I.- La épica del horror
No encuentro hazaña heroica en esperar los honores de la triste sinfonía de Leningrado. No hallo heroísmo en el gesto de mirar los parlantes helados en las torres, como si una realidad dormitante y sonora anulara las bombas y la hambruna. No fue un héroe el que atinó la nota evitando el desmayo, ni el que dirigió con un bollo de pan bajo los puños. No lo fue el soldado que abandonó el frente de batalla para cubrir las bajas en las filas de la orquesta. Ni los que aplaudieron con lágrimas la vida, ni los que plancharon sin músculos sus trajes de etiqueta, ni los que gritaron ¡viva la tierra de Lenin! ¡Viva la gloriosa tierra de Leningrado!

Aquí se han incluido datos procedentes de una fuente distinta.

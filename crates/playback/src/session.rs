use std::fmt::Display;
use std::time::Instant;

/// Where a session is in the stuck-seek ladder.
#[derive(Debug, Clone, Copy, PartialEq, Eq, Hash)]
pub enum RecoveryState {
    Idle,
    Seeking,
    PreloadNudge,
    MicroSeek,
    PipelineReset,
    SourceRefresh,
}

impl RecoveryState {
    /// State entered when the ladder reaches `stage`.
    pub fn for_stage(stage: u8) -> Self {
        match stage {
            0 => RecoveryState::Seeking,
            1 => RecoveryState::PreloadNudge,
            2 => RecoveryState::MicroSeek,
            3 => RecoveryState::PipelineReset,
            _ => RecoveryState::SourceRefresh,
        }
    }

    pub fn is_recovering(self) -> bool {
        !matches!(self, RecoveryState::Idle | RecoveryState::Seeking)
    }
}

impl Display for RecoveryState {
    fn fmt(&self, f: &mut std::fmt::Formatter<'_>) -> std::fmt::Result {
        let name = match self {
            RecoveryState::Idle => "idle",
            RecoveryState::Seeking => "seeking",
            RecoveryState::PreloadNudge => "preload-nudge",
            RecoveryState::MicroSeek => "micro-seek",
            RecoveryState::PipelineReset => "pipeline-reset",
            RecoveryState::SourceRefresh => "source-refresh",
        };
        f.write_str(name)
    }
}

/// One stuck-seek episode, from the seek start until recovery or the
/// optimistic reset after a source refresh.
#[derive(Debug, Clone, Copy, PartialEq)]
pub struct SeekRecoverySession {
    stage: u8,
    started_at: Instant,
    was_playing: bool,
}

impl SeekRecoverySession {
    pub fn new(started_at: Instant, was_playing: bool) -> Self {
        Self {
            stage: 0,
            started_at,
            was_playing,
        }
    }

    pub fn stage(&self) -> u8 {
        self.stage
    }

    pub fn started_at(&self) -> Instant {
        self.started_at
    }

    pub fn was_playing(&self) -> bool {
        self.was_playing
    }

    /// Move one rung up. Stages only ever increase within an episode.
    pub fn advance(&mut self) -> RecoveryState {
        self.stage = self.stage.saturating_add(1);
        RecoveryState::for_stage(self.stage)
    }
}
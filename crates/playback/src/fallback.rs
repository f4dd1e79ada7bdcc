//! Outer ladder for hard media errors: lower the quality a few times, then try
//! the direct file once, then give up and hand control to the user.

use std::fmt::Display;

use tracing::{info, warn};

use crate::source_url::{QUALITY_PARAM, RETRY_PARAM, SourceUrl};

/// Hard errors tolerated per format before moving on.
pub const MAX_HARD_ERRORS: u32 = 3;

/// Container extension used when falling back from HLS.
pub const DIRECT_FILE_EXTENSION: &str = "mp4";

#[derive(Debug, Clone, Copy, PartialEq, Eq)]
pub enum SourceFormat {
    Hls,
    DirectFile,
}

impl Display for SourceFormat {
    fn fmt(&self, f: &mut std::fmt::Formatter<'_>) -> std::fmt::Result {
        match self {
            SourceFormat::Hls => write!(f, "hls"),
            SourceFormat::DirectFile => write!(f, "direct"),
        }
    }
}

#[derive(Debug, Clone, Copy, PartialEq, Eq, PartialOrd, Ord)]
pub enum QualityHint {
    Auto,
    High,
    Medium,
    Low,
}

impl QualityHint {
    pub fn as_str(self) -> &'static str {
        match self {
            QualityHint::Auto => "auto",
            QualityHint::High => "high",
            QualityHint::Medium => "medium",
            QualityHint::Low => "low",
        }
    }

    /// Hint to use for the `attempt`-th retry (1-based).
    fn for_retry(attempt: u32) -> Self {
        if attempt <= 1 {
            QualityHint::Medium
        } else {
            QualityHint::Low
        }
    }
}

impl Display for QualityHint {
    fn fmt(&self, f: &mut std::fmt::Formatter<'_>) -> std::fmt::Result {
        f.write_str(self.as_str())
    }
}

/// What the engine should do about a hard error.
#[derive(Debug, Clone, PartialEq, Eq)]
pub enum FallbackDecision {
    /// Reload `source` at a lower quality.
    Reload {
        source: String,
        quality: QualityHint,
        attempt: u32,
    },
    /// Switch to the direct file at `source`.
    SwitchFormat { source: String },
    /// Nothing left to try automatically.
    Exhausted,
}

#[derive(Debug, Clone, PartialEq, Eq)]
pub struct QualityFallbackState {
    format: SourceFormat,
    quality: QualityHint,
    hard_errors: u32,
    fallback_attempted: bool,
}

impl Default for QualityFallbackState {
    fn default() -> Self {
        Self::new(SourceFormat::Hls)
    }
}

impl QualityFallbackState {
    pub fn new(format: SourceFormat) -> Self {
        Self {
            format,
            quality: QualityHint::Auto,
            hard_errors: 0,
            // A direct file has nothing further to fall back to.
            fallback_attempted: format == SourceFormat::DirectFile,
        }
    }

    pub fn format(&self) -> SourceFormat {
        self.format
    }

    pub fn quality(&self) -> QualityHint {
        self.quality
    }

    pub fn hard_errors(&self) -> u32 {
        self.hard_errors
    }

    pub fn fallback_attempted(&self) -> bool {
        self.fallback_attempted
    }

    /// Decide the next step for a hard error on `current_source`.
    pub fn on_hard_error(&mut self, current_source: &str) -> FallbackDecision {
        if self.hard_errors < MAX_HARD_ERRORS {
            self.hard_errors += 1;
            self.quality = QualityHint::for_retry(self.hard_errors);

            let mut source = SourceUrl::parse(current_source);
            source
                .set(RETRY_PARAM, self.hard_errors.to_string())
                .set(QUALITY_PARAM, self.quality.as_str());

            info!(
                attempt = self.hard_errors,
                quality = %self.quality,
                format = %self.format,
                "Reloading source at lower quality"
            );
            return FallbackDecision::Reload {
                source: source.to_string(),
                quality: self.quality,
                attempt: self.hard_errors,
            };
        }

        if !self.fallback_attempted {
            self.fallback_attempted = true;
            let mut source = SourceUrl::parse(current_source);
            source.remove(RETRY_PARAM).remove(QUALITY_PARAM);
            if source.replace_manifest_extension(DIRECT_FILE_EXTENSION) {
                self.format = SourceFormat::DirectFile;
                self.quality = QualityHint::Auto;
                self.hard_errors = 0;
                let source = source.to_string();
                info!(source = %source, "Switching playback to direct file");
                return FallbackDecision::SwitchFormat { source };
            }
            warn!(source = current_source, "Cannot derive a direct file from source");
        }

        FallbackDecision::Exhausted
    }

    /// Start over after the user picked a format and quality by hand.
    pub fn reset_manual(&mut self, format: SourceFormat, quality: QualityHint) {
        self.format = format;
        self.quality = quality;
        self.hard_errors = 0;
        self.fallback_attempted = format == SourceFormat::DirectFile;
    }
}

#[cfg(test)]
mod tests {
    use super::*;

    const SOURCE: &str = "/api/hls-proxy?url=https%3A%2F%2Fcdn.example%2Fep1%2Findex.m3u8&referer=https%3A%2F%2Fkwik.si%2F";

    #[test]
    fn retries_lower_quality_then_switches_once() {
        let mut state = QualityFallbackState::default();
        let mut current = SOURCE.to_string();
        let mut qualities = Vec::new();

        for expected_attempt in 1..=3 {
            match state.on_hard_error(&current) {
                FallbackDecision::Reload {
                    source,
                    quality,
                    attempt,
                } => {
                    assert_eq!(attempt, expected_attempt);
                    assert!(source.contains(&format!("retry={attempt}")));
                    qualities.push(quality);
                    current = source;
                }
                other => panic!("expected reload, got {other:?}"),
            }
        }
        assert_eq!(
            qualities,
            vec![QualityHint::Medium, QualityHint::Low, QualityHint::Low]
        );

        let FallbackDecision::SwitchFormat { source } = state.on_hard_error(&current) else {
            panic!("expected format switch");
        };
        assert!(source.contains("index.mp4"));
        assert!(!source.contains("retry="));
        assert_eq!(state.format(), SourceFormat::DirectFile);
        assert_eq!(state.hard_errors(), 0);
    }

    #[test]
    fn direct_file_exhaustion_is_terminal() {
        let mut state = QualityFallbackState::new(SourceFormat::DirectFile);
        let src = "/api/hls-proxy?url=https%3A%2F%2Fcdn.example%2Fep1.mp4";
        for _ in 0..3 {
            assert!(matches!(
                state.on_hard_error(src),
                FallbackDecision::Reload { .. }
            ));
        }
        assert_eq!(state.on_hard_error(src), FallbackDecision::Exhausted);
        assert_eq!(state.on_hard_error(src), FallbackDecision::Exhausted);
    }

    #[test]
    fn underivable_direct_file_is_terminal() {
        let mut state = QualityFallbackState::default();
        let src = "/stream/live";
        for _ in 0..3 {
            state.on_hard_error(src);
        }
        assert_eq!(state.on_hard_error(src), FallbackDecision::Exhausted);
        assert!(state.fallback_attempted());
        assert_eq!(state.format(), SourceFormat::Hls);
    }

    #[test]
    fn manual_reset_restores_budget() {
        let mut state = QualityFallbackState::default();
        for _ in 0..3 {
            state.on_hard_error(SOURCE);
        }
        state.reset_manual(SourceFormat::Hls, QualityHint::High);
        assert_eq!(state.hard_errors(), 0);
        assert!(!state.fallback_attempted());
        assert_eq!(state.quality(), QualityHint::High);
    }
}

Luego de su estreno en Kúibyshev y en Moscú, el 9 de agosto de 1942, la séptima sinfonía de Shostakovich —“Leningrado”— llegaba por fin al suelo sitiado. Hacía ya casi un año que el terror alemán había empezado a asfixiar las reservas de esta ciudad, con uno de los bloqueos más brutales de la historia. Los bombardeos desde entonces no cesaban. Cuando se agotó el alimento, la resistencia habilitó el paso congelado del Ládoga, por donde avanzaban los camiones implorándole al hielo su firmeza. En casi tres años, de una población de tres millones de habitantes, cerca de un millón murió a causa del hambre, y solo un tercio alcanzó a ser evacuada.

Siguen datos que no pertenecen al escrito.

//! Turning upstream responses into relay responses.

use axum::body::Body;
use axum::http::{HeaderMap, HeaderName, HeaderValue, StatusCode, header};
use axum::response::{IntoResponse, Response};
use futures::TryStreamExt;
use hls::ResourceKind;
use hls::resource::extension;
use media_fetch::{BufferedResponse, Upstream, UpstreamRequest};
use tracing::debug;

use crate::api::cors;
use crate::api::error::ApiResult;

pub const MANIFEST_CONTENT_TYPE: &str = "application/vnd.apple.mpegurl";
const SEGMENT_CONTENT_TYPE: &str = "video/mp4";
const OCTET_STREAM: &str = "application/octet-stream";

/// Upstream headers never copied onto a streamed response.
const STRIPPED_HEADERS: &[HeaderName] = &[
    header::CONTENT_ENCODING,
    header::TRANSFER_ENCODING,
    header::CONNECTION,
    header::CONTENT_SECURITY_POLICY,
];

/// Fetch `req` fully and answer with a fixed content type and exact length.
pub async fn relay_buffered(upstream: &Upstream, req: &UpstreamRequest) -> ApiResult<Response> {
    let response = upstream.fetch_buffered(req).await?;
    Ok(buffered_response(req, response))
}

/// Fetch `req` and pipe the body through as it arrives.
pub async fn relay_streaming(upstream: &Upstream, req: &UpstreamRequest) -> ApiResult<Response> {
    let response = upstream.fetch_streaming(req).await?;
    let status = response.status();

    let mut headers = HeaderMap::new();
    for (name, value) in response.headers() {
        if STRIPPED_HEADERS.contains(name) || name.as_str().starts_with("access-control-") {
            continue;
        }
        headers.append(name.clone(), value.clone());
    }
    cors::apply(&mut headers);

    debug!(url = %req.url, status = %status, "Streaming passthrough response");
    let body = Body::from_stream(response.bytes_stream().map_err(std::io::Error::other));
    Ok((status, headers, body).into_response())
}

pub fn buffered_response(req: &UpstreamRequest, upstream: BufferedResponse) -> Response {
    let mut headers = HeaderMap::new();
    headers.insert(
        header::CONTENT_TYPE,
        content_type(req.kind, &req.url, upstream.content_type()),
    );
    headers.insert(header::CONTENT_LENGTH, HeaderValue::from(upstream.body.len()));

    let mut status = upstream.status;
    if req.range.is_some()
        && let Some(content_range) = upstream.content_range()
    {
        status = StatusCode::PARTIAL_CONTENT;
        headers.insert(header::ACCEPT_RANGES, HeaderValue::from_static("bytes"));
        headers.insert(header::CONTENT_RANGE, content_range.clone());
    }
    cors::apply(&mut headers);

    (status, headers, Body::from(upstream.body)).into_response()
}

fn content_type(kind: ResourceKind, url: &str, upstream: Option<&str>) -> HeaderValue {
    let from_upstream = || upstream.and_then(|v| HeaderValue::from_str(v).ok());
    match kind {
        ResourceKind::Manifest => HeaderValue::from_static(MANIFEST_CONTENT_TYPE),
        ResourceKind::Key => HeaderValue::from_static(OCTET_STREAM),
        ResourceKind::Segment => HeaderValue::from_static(SEGMENT_CONTENT_TYPE),
        ResourceKind::Image => from_upstream().unwrap_or_else(|| guess_image_type(url)),
        ResourceKind::GenericBinary | ResourceKind::Passthrough => {
            from_upstream().unwrap_or_else(|| HeaderValue::from_static(OCTET_STREAM))
        }
    }
}

fn guess_image_type(url: &str) -> HeaderValue {
    match extension(url).as_deref() {
        Some("png") => HeaderValue::from_static("image/png"),
        _ => HeaderValue::from_static("image/jpeg"),
    }
}

#[cfg(test)]
mod tests {
    use super::*;

    #[test]
    fn fixed_content_types() {
        assert_eq!(
            content_type(ResourceKind::Segment, "https://a/seg.ts", Some("video/mp2t")),
            "video/mp4"
        );
        assert_eq!(
            content_type(ResourceKind::Key, "https://a/k.key", Some("text/plain")),
            OCTET_STREAM
        );
        assert_eq!(
            content_type(ResourceKind::Manifest, "https://a/i.m3u8", None),
            MANIFEST_CONTENT_TYPE
        );
    }

    #[test]
    fn image_and_binary_prefer_upstream() {
        assert_eq!(
            content_type(ResourceKind::Image, "https://a/p.PNG", None),
            "image/png"
        );
        assert_eq!(
            content_type(ResourceKind::Image, "https://a/p.jpg", Some("image/webp")),
            "image/webp"
        );
        assert_eq!(
            content_type(ResourceKind::GenericBinary, "https://a/blob", None),
            OCTET_STREAM
        );
    }
}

A pesar de la ruina y la catástrofe, la administración soviética ordenó celebrar en el gran auditorio de Leningrado el estreno de la pieza que serviría para dar un mensaje claro a las tropas enemigas: la ciudad no se rinde, sigue viva. Se dice que Shostakovich comenzó a componer su séptima sinfonía meses antes de la invasión y que, tras la avanzada —logrando ser evacuado prontamente—, le tomó solo seis meses más terminarla y dedicarla a su pobre ciudad que resistía. El trabajo de dirección y selección de los músicos quedó a cargo del respetado director de la Orquesta de Radio de Leningrado, Karl Eliasberg.

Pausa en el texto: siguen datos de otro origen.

use std::time::{Duration, Instant};

/// A single-shot timer slot. Arming replaces whatever was pending, so one slot
/// can never run two chains at once.
#[derive(Debug, Clone, Copy, Default, PartialEq, Eq)]
pub struct Deadline {
    due: Option<Instant>,
}

impl Deadline {
    pub fn arm(&mut self, now: Instant, delay: Duration) {
        self.due = Some(now + delay);
    }

    pub fn clear(&mut self) {
        self.due = None;
    }

    pub fn is_armed(&self) -> bool {
        self.due.is_some()
    }

    pub fn due(&self) -> Option<Instant> {
        self.due
    }

    /// Disarm and return `true` if the deadline has passed.
    pub fn fire(&mut self, now: Instant) -> bool {
        match self.due {
            Some(due) if due <= now => {
                self.due = None;
                true
            }
            _ => false,
        }
    }
}

#[cfg(test)]
mod tests {
    use super::*;

    #[test]
    fn rearming_replaces_previous_deadline() {
        let t0 = Instant::now();
        let mut deadline = Deadline::default();
        deadline.arm(t0, Duration::from_millis(100));
        deadline.arm(t0, Duration::from_millis(500));

        assert!(!deadline.fire(t0 + Duration::from_millis(200)));
        assert!(deadline.fire(t0 + Duration::from_millis(500)));
        assert!(!deadline.is_armed());
        assert!(!deadline.fire(t0 + Duration::from_secs(5)));
    }
}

Pero el primer obstáculo que se le presentó a Eliasberg fue que al llamado inicial solo asistieron 15 músicos. La orquesta, debido a los acontecimientos, se había disuelto hacía ya algunos meses. Para la desolación de Eliasberg, las noticias de sus compañeros anunciaban la muerte de un contingente importante de sus integrantes, mientras que otros permanecían gravemente enfermos. En tal escenario, negándose la administración de Stalin a renunciar a lo que ya consideraba del orden de lo militar, se convocó públicamente a que todo aquel que fuese músico se presentase ante las puertas del auditorio.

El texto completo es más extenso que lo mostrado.